In the records below, find each line with the word "Result" and copy it.

━━ Information supplied ━━

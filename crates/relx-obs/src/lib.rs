//! Artifact discovery for Open Build Service projects.
//!
//! Lists a project's packages, keeps those matching the configured rules,
//! lists each kept package's binaries with bounded concurrency, and returns
//! the sorted, deduplicated artifact names that pass the final filter.
//!
//! # Quick Start
//!
//! ```no_run
//! use relx_core::PackageFilterRule;
//! use relx_obs::{ArtifactPipeline, OscClient, PipelineOptions};
//! use relx_platform::{CancellationToken, ProcessRunner};
//! use std::sync::Arc;
//!
//! # async fn run() -> relx_obs::Result<()> {
//! let client = OscClient::new(Arc::new(ProcessRunner::new()));
//! let options = PipelineOptions::default()
//!     .with_package_rules(vec![PackageFilterRule::new("000product*", "images")])
//!     .with_binary_patterns(["*.iso"]);
//!
//! let pipeline = ArtifactPipeline::with_osc(client, options);
//! let artifacts = pipeline
//!     .list_artifacts(&CancellationToken::new(), "openSUSE:Factory")
//!     .await?;
//! for name in &artifacts {
//!     println!("{name}");
//! }
//! # Ok(())
//! # }
//! ```

#![deny(clippy::all)]
#![allow(clippy::module_name_repetitions)]

pub mod aggregate;
pub mod enumerate;
pub mod error;
pub mod filter;
pub mod lister;
pub mod osc;
pub mod pipeline;

#[cfg(test)]
mod test_support;

pub use aggregate::{aggregate, aggregate_with};
pub use enumerate::enumerate;
pub use error::{AggregateError, ObsError, Result};
pub use filter::{filter_packages, filter_packages_with_policy};
pub use lister::{BinaryLister, PackageLister};
pub use osc::{OscClient, parse_binaries, parse_packages};
pub use pipeline::{
    ArtifactPipeline, DEFAULT_CONCURRENCY_LIMIT, DEFAULT_OPERATION_TIMEOUT, PipelineOptions,
};
//! Shell-glob name matching.
//!
//! Patterns follow POSIX shell globbing: `*` matches any run of characters,
//! `?` a single character and `[...]` / `[!...]` a character class. Neither
//! `*` nor `?` crosses a `/`, so `000product:*` matches
//! `000product:sles` but not `000product:sles/x86_64`.
//!
//! Lists of patterns are evaluated in declaration order and the first match
//! wins; callers rely on this when patterns overlap.
//!
//! There is no recursive `**`: a run of stars is a single `*`, so `pkg**`
//! behaves like `pkg*` and `**.iso` never matches `a/b.iso`.

use glob::{MatchOptions, Pattern};
use thiserror::Error;
use tracing::warn;

const MATCH_OPTIONS: MatchOptions = MatchOptions {
    case_sensitive: true,
    require_literal_separator: true,
    require_literal_leading_dot: false,
};

/// A glob pattern that could not be compiled.
#[derive(Error, Debug, Clone, PartialEq, Eq)]
#[error("invalid pattern '{pattern}' at position {position}: {reason}")]
pub struct PatternError {
    /// The offending pattern.
    pub pattern: String,
    /// Character offset of the problem.
    pub position: usize,
    /// Parser message.
    pub reason: String,
}

/// Collapse runs of `*`, which the glob crate would read as a recursive
/// wildcard.
fn collapse_stars(pattern: &str) -> String {
    let mut out = String::with_capacity(pattern.len());
    for c in pattern.chars() {
        if c == '*' && out.ends_with('*') {
            continue;
        }
        out.push(c);
    }
    out
}

fn compile(pattern: &str) -> Result<Pattern, PatternError> {
    Pattern::new(&collapse_stars(pattern)).map_err(|e| PatternError {
        pattern: pattern.to_string(),
        position: e.pos,
        reason: e.msg.to_string(),
    })
}

/// Match a single name against a single pattern.
///
/// # Errors
/// Returns [`PatternError`] when the pattern is malformed.
pub fn matches(name: &str, pattern: &str) -> Result<bool, PatternError> {
    Ok(compile(pattern)?.matches_with(name, MATCH_OPTIONS))
}

/// Return the first pattern in `patterns` that matches `name`.
///
/// Malformed patterns are logged and treated as non-matching.
pub fn match_any<'a, I>(name: &str, patterns: I) -> Option<&'a str>
where
    I: IntoIterator<Item = &'a str>,
{
    patterns.into_iter().find(|pattern| match matches(name, pattern) {
        Ok(matched) => matched,
        Err(e) => {
            warn!(pattern = %pattern, error = %e, "invalid pattern in config");
            false
        }
    })
}

/// An ordered list of pre-compiled patterns.
///
/// Malformed patterns are reported once, when the set is built, and then never
/// match.
#[derive(Debug, Clone, Default)]
pub struct PatternSet {
    entries: Vec<(String, Option<Pattern>)>,
}

impl PatternSet {
    /// Compile `patterns`, keeping their declaration order.
    pub fn new<I, S>(patterns: I) -> Self
    where
        I: IntoIterator<Item = S>,
        S: AsRef<str>,
    {
        let entries = patterns
            .into_iter()
            .map(|raw| {
                let raw = raw.as_ref();
                let compiled = match compile(raw) {
                    Ok(p) => Some(p),
                    Err(e) => {
                        warn!(pattern = %raw, error = %e, "invalid pattern in config");
                        None
                    }
                };
                (raw.to_string(), compiled)
            })
            .collect();

        Self { entries }
    }

    /// Number of patterns, including malformed ones.
    #[must_use]
    pub fn len(&self) -> usize {
        self.entries.len()
    }

    /// Whether the set holds no patterns at all.
    #[must_use]
    pub fn is_empty(&self) -> bool {
        self.entries.is_empty()
    }

    /// Index of the first pattern matching `name`.
    #[must_use]
    pub fn first_match(&self, name: &str) -> Option<usize> {
        self.entries.iter().position(|(_, compiled)| {
            compiled
                .as_ref()
                .is_some_and(|p| p.matches_with(name, MATCH_OPTIONS))
        })
    }

    /// Text of the first pattern matching `name`.
    #[must_use]
    pub fn match_any(&self, name: &str) -> Option<&str> {
        self.first_match(name).map(|i| self.entries[i].0.as_str())
    }

    /// Whether any pattern matches `name`.
    #[must_use]
    pub fn is_match(&self, name: &str) -> bool {
        self.first_match(name).is_some()
    }

    /// Patterns that failed to compile.
    pub fn invalid(&self) -> impl Iterator<Item = &str> {
        self.entries
            .iter()
            .filter(|(_, compiled)| compiled.is_none())
            .map(|(raw, _)| raw.as_str())
    }
}

#[cfg(test)]
mod tests {
    use super::*;

    #[test]
    fn star_and_question_mark() {
        assert!(matches("x.iso", "*.iso").unwrap());
        assert!(!matches("x.json", "*.iso").unwrap());
        assert!(matches("pkg_a1", "pkg_a?").unwrap());
        assert!(!matches("pkg_a12", "pkg_a?").unwrap());
    }

    #[test]
    fn character_classes() {
        assert!(matches("repo1", "repo[0-9]").unwrap());
        assert!(!matches("repoX", "repo[0-9]").unwrap());
        assert!(matches("repoX", "repo[!0-9]").unwrap());
    }

    #[test]
    fn star_does_not_cross_separator() {
        assert!(matches("000product:sles", "000product:*").unwrap());
        assert!(!matches("standard/x86_64", "standard*").unwrap());
    }

    #[test]
    fn double_star_is_a_plain_star() {
        assert!(matches("pkg_a1", "pkg**").unwrap());
        assert!(matches("x.iso", "***.iso").unwrap());
        assert!(!matches("a/b.iso", "**").unwrap());
        assert!(!matches("a/b.iso", "**.iso").unwrap());
        assert!(!matches("a/b/c.iso", "**/*.iso").unwrap());
        assert!(matches("a/b.iso", "**/*.iso").unwrap());
    }

    #[test]
    fn double_star_in_set_is_valid() {
        let set = PatternSet::new(["pkg**"]);
        assert_eq!(set.invalid().count(), 0);
        assert!(set.is_match("pkg_b"));
    }

    #[test]
    fn case_sensitive() {
        assert!(!matches("SLES", "sles").unwrap());
    }

    #[test]
    fn invalid_pattern_is_an_error() {
        let err = matches("anything", "[abc").unwrap_err();
        assert_eq!(err.pattern, "[abc");
    }

    #[test]
    fn match_any_is_first_match_wins() {
        let patterns = ["*.report", "SLE-*", "*"];
        assert_eq!(
            match_any("SLE-INSTALLER.report", patterns),
            Some("*.report")
        );
        assert_eq!(match_any("SLE-INSTALLER.iso", patterns), Some("SLE-*"));
        assert_eq!(match_any("other", patterns), Some("*"));
    }

    #[test]
    fn match_any_skips_invalid_patterns() {
        assert_eq!(match_any("x.iso", ["[abc", "*.iso"]), Some("*.iso"));
        assert_eq!(match_any("x.iso", ["[abc"]), None);
    }

    #[test]
    fn match_any_empty_list_never_matches() {
        assert_eq!(match_any("x.iso", std::iter::empty()), None);
    }

    #[test]
    fn pattern_set_preserves_order() {
        let set = PatternSet::new(["000product*", "SLES_transactional:*", "*"]);
        assert_eq!(set.len(), 3);
        assert_eq!(set.first_match("000product-another"), Some(0));
        assert_eq!(set.first_match("SLES_transactional:self-install"), Some(1));
        assert_eq!(set.match_any("unrelated"), Some("*"));
    }

    #[test]
    fn pattern_set_reports_invalid_once() {
        let set = PatternSet::new(["[abc", "*.iso"]);
        assert_eq!(set.invalid().collect::<Vec<_>>(), vec!["[abc"]);
        assert!(set.is_match("x.iso"));
        assert!(!set.is_match("[abc"));
    }
}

━━━

Response to this exercise »
//! # async fn run() -> relx_obs::Result<()> {
pub use error::{AggregateError, ObsError, Result};
fn compile(pattern: &str) -> Result<Pattern, PatternError> {
pub fn matches(name: &str, pattern: &str) -> Result<bool, PatternError> {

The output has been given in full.